Machine learning means that a computer compiles the least coherent responses from the raving herd, and then repeats them in random splice order. It reflects the insanity of the human mind at the end of civilization, but it does it with grammatical perfection and digital precision!
- Re: (Score:2)
  
  by Mr.
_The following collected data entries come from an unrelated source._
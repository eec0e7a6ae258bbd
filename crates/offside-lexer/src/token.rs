//! Token kinds and tokens
//!
//! The literal kinds are recognized by `logos`. `Indent`, `Dedent` and `Eof`
//! have no pattern: they are synthesized by the lexers themselves.

use logos::Logos;
use offside_error::span::{Position, Span, Spanned};
use serde::Serialize;
use std::fmt;

/// Every kind of token a source unit can produce
#[derive(Logos, Debug, Clone, Copy, PartialEq, Eq, Hash, Serialize)]
pub enum TokenKind {
    // =========================================
    // Layout
    // =========================================
    /// Run of spaces and tabs
    #[regex(r"[ \t]+")]
    Whitespace,
    #[regex(r"\r\n|\n|\r")]
    Newline,
    /// `#` up to the end of the line
    #[regex(r"#[^\r\n]*")]
    Comment,

    // =========================================
    // Literals and names
    // =========================================
    #[regex(r"[A-Za-z_][A-Za-z0-9_]*")]
    Ident,
    #[regex(r"[0-9]+")]
    Int,
    #[regex(r"[0-9]+\.[0-9]+")]
    Float,
    #[regex(r#""([^"\\\r\n]|\\.)*""#)]
    #[regex(r#"'([^'\\\r\n]|\\.)*'"#)]
    Str,

    // =========================================
    // Operators
    // =========================================
    #[token("+")]
    Plus,
    #[token("-")]
    Minus,
    #[token("*")]
    Star,
    #[token("/")]
    Slash,
    #[token("%")]
    Percent,
    #[token("=")]
    Eq,
    #[token("==")]
    EqEq,
    #[token("!=")]
    Ne,
    #[token("!")]
    Not,
    #[token("<")]
    Lt,
    #[token("<=")]
    Le,
    #[token(">")]
    Gt,
    #[token(">=")]
    Ge,

    // =========================================
    // Punctuation
    // =========================================
    #[token("->")]
    Arrow,
    #[token(":")]
    Colon,
    #[token(";")]
    Semicolon,
    #[token(",")]
    Comma,
    #[token(".")]
    Dot,
    #[token("(")]
    LParen,
    #[token(")")]
    RParen,
    #[token("[")]
    LBracket,
    #[token("]")]
    RBracket,
    #[token("{")]
    LBrace,
    #[token("}")]
    RBrace,

    // =========================================
    // Synthetic
    // =========================================
    /// Opens a block
    Indent,
    /// Closes the innermost block
    Dedent,
    /// End of the source unit
    Eof,
    /// Input the raw lexer could not recognize
    Error,
}

impl TokenKind {
    pub fn is_open_bracket(self) -> bool {
        matches!(self, TokenKind::LParen | TokenKind::LBracket | TokenKind::LBrace)
    }

    pub fn is_close_bracket(self) -> bool {
        matches!(self, TokenKind::RParen | TokenKind::RBracket | TokenKind::RBrace)
    }

    /// Whitespace and comments, which never reach a parser
    pub fn is_trivia(self) -> bool {
        matches!(self, TokenKind::Whitespace | TokenKind::Comment)
    }

    /// Kinds that carry no source text of their own
    pub fn is_synthetic(self) -> bool {
        matches!(self, TokenKind::Indent | TokenKind::Dedent | TokenKind::Eof)
    }

    /// Fixed spelling, for kinds that have one
    pub fn symbol(self) -> Option<&'static str> {
        let s = match self {
            TokenKind::Plus => "+",
            TokenKind::Minus => "-",
            TokenKind::Star => "*",
            TokenKind::Slash => "/",
            TokenKind::Percent => "%",
            TokenKind::Eq => "=",
            TokenKind::EqEq => "==",
            TokenKind::Ne => "!=",
            TokenKind::Not => "!",
            TokenKind::Lt => "<",
            TokenKind::Le => "<=",
            TokenKind::Gt => ">",
            TokenKind::Ge => ">=",
            TokenKind::Arrow => "->",
            TokenKind::Colon => ":",
            TokenKind::Semicolon => ";",
            TokenKind::Comma => ",",
            TokenKind::Dot => ".",
            TokenKind::LParen => "(",
            TokenKind::RParen => ")",
            TokenKind::LBracket => "[",
            TokenKind::RBracket => "]",
            TokenKind::LBrace => "{",
            TokenKind::RBrace => "}",
            _ => return None,
        };
        Some(s)
    }
}

impl fmt::Display for TokenKind {
    fn fmt(&self, f: &mut fmt::Formatter<'_>) -> fmt::Result {
        if let Some(symbol) = self.symbol() {
            return write!(f, "`{}`", symbol);
        }
        let name = match self {
            TokenKind::Whitespace => "whitespace",
            TokenKind::Newline => "NEWLINE",
            TokenKind::Comment => "comment",
            TokenKind::Ident => "identifier",
            TokenKind::Int => "integer literal",
            TokenKind::Float => "float literal",
            TokenKind::Str => "string literal",
            TokenKind::Indent => "INDENT",
            TokenKind::Dedent => "DEDENT",
            TokenKind::Eof => "EOF",
            _ => "invalid token",
        };
        f.write_str(name)
    }
}

/// A token with its text and location
#[derive(Debug, Clone, PartialEq, Eq, Serialize)]
pub struct Token {
    pub kind: TokenKind,
    /// Source text; empty for synthetic tokens
    pub text: String,
    pub span: Span,
}

impl Token {
    pub fn new(kind: TokenKind, text: impl Into<String>, span: Span) -> Self {
        Self {
            kind,
            text: text.into(),
            span,
        }
    }

    /// Text-less token anchored at `pos`
    pub fn synthetic(kind: TokenKind, pos: Position, file_id: u32) -> Self {
        Self {
            kind,
            text: String::new(),
            span: Span::point(pos, file_id),
        }
    }

    pub fn is_eof(&self) -> bool {
        self.kind == TokenKind::Eof
    }

    pub fn line(&self) -> u32 {
        self.span.start.line
    }

    pub fn column(&self) -> u32 {
        self.span.start.column
    }
}

impl Spanned for Token {
    fn span(&self) -> Span {
        self.span
    }
}

impl fmt::Display for Token {
    fn fmt(&self, f: &mut fmt::Formatter<'_>) -> fmt::Result {
        match self.kind {
            TokenKind::Ident | TokenKind::Int | TokenKind::Float | TokenKind::Str => write!(
                f,
                "{} `{}` at {}:{}",
                self.kind,
                self.text,
                self.line(),
                self.column()
            ),
            _ => write!(f, "{} at {}:{}", self.kind, self.line(), self.column()),
        }
    }
}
Dollar Ton ( 5495648 ) writes:
  
  Come on, that's Google wizards you're talking about, it's already optimized it to nearly log GIGO.
  - Re: (Score:2)
    
    by alternative_right ( 4678499 ) writes:
    
    They have perfected next-level bullshit!
- Re: GIGO squared (Score:2)
  
  by BAReFO0t ( 6240524 ) writes:
  
  Grammatical perfection?
  You ain't never seen no Reddit posts, have ya?
  - Re: (Score:2)
    
    by alternative_right ( 4678499 ) writes:
    
    I was told I needed to own a fedora before I could join Reddit, so I've held back. Apparently the users are all barista metrosexuals who think they are geniuses and enjoy fleshlights and pegging?
Compute magic (Score:5, Informative)

by sg_oneill ( 159032 ) writes: on Wednesday January 13, 2021 @11:56PM (#60941504)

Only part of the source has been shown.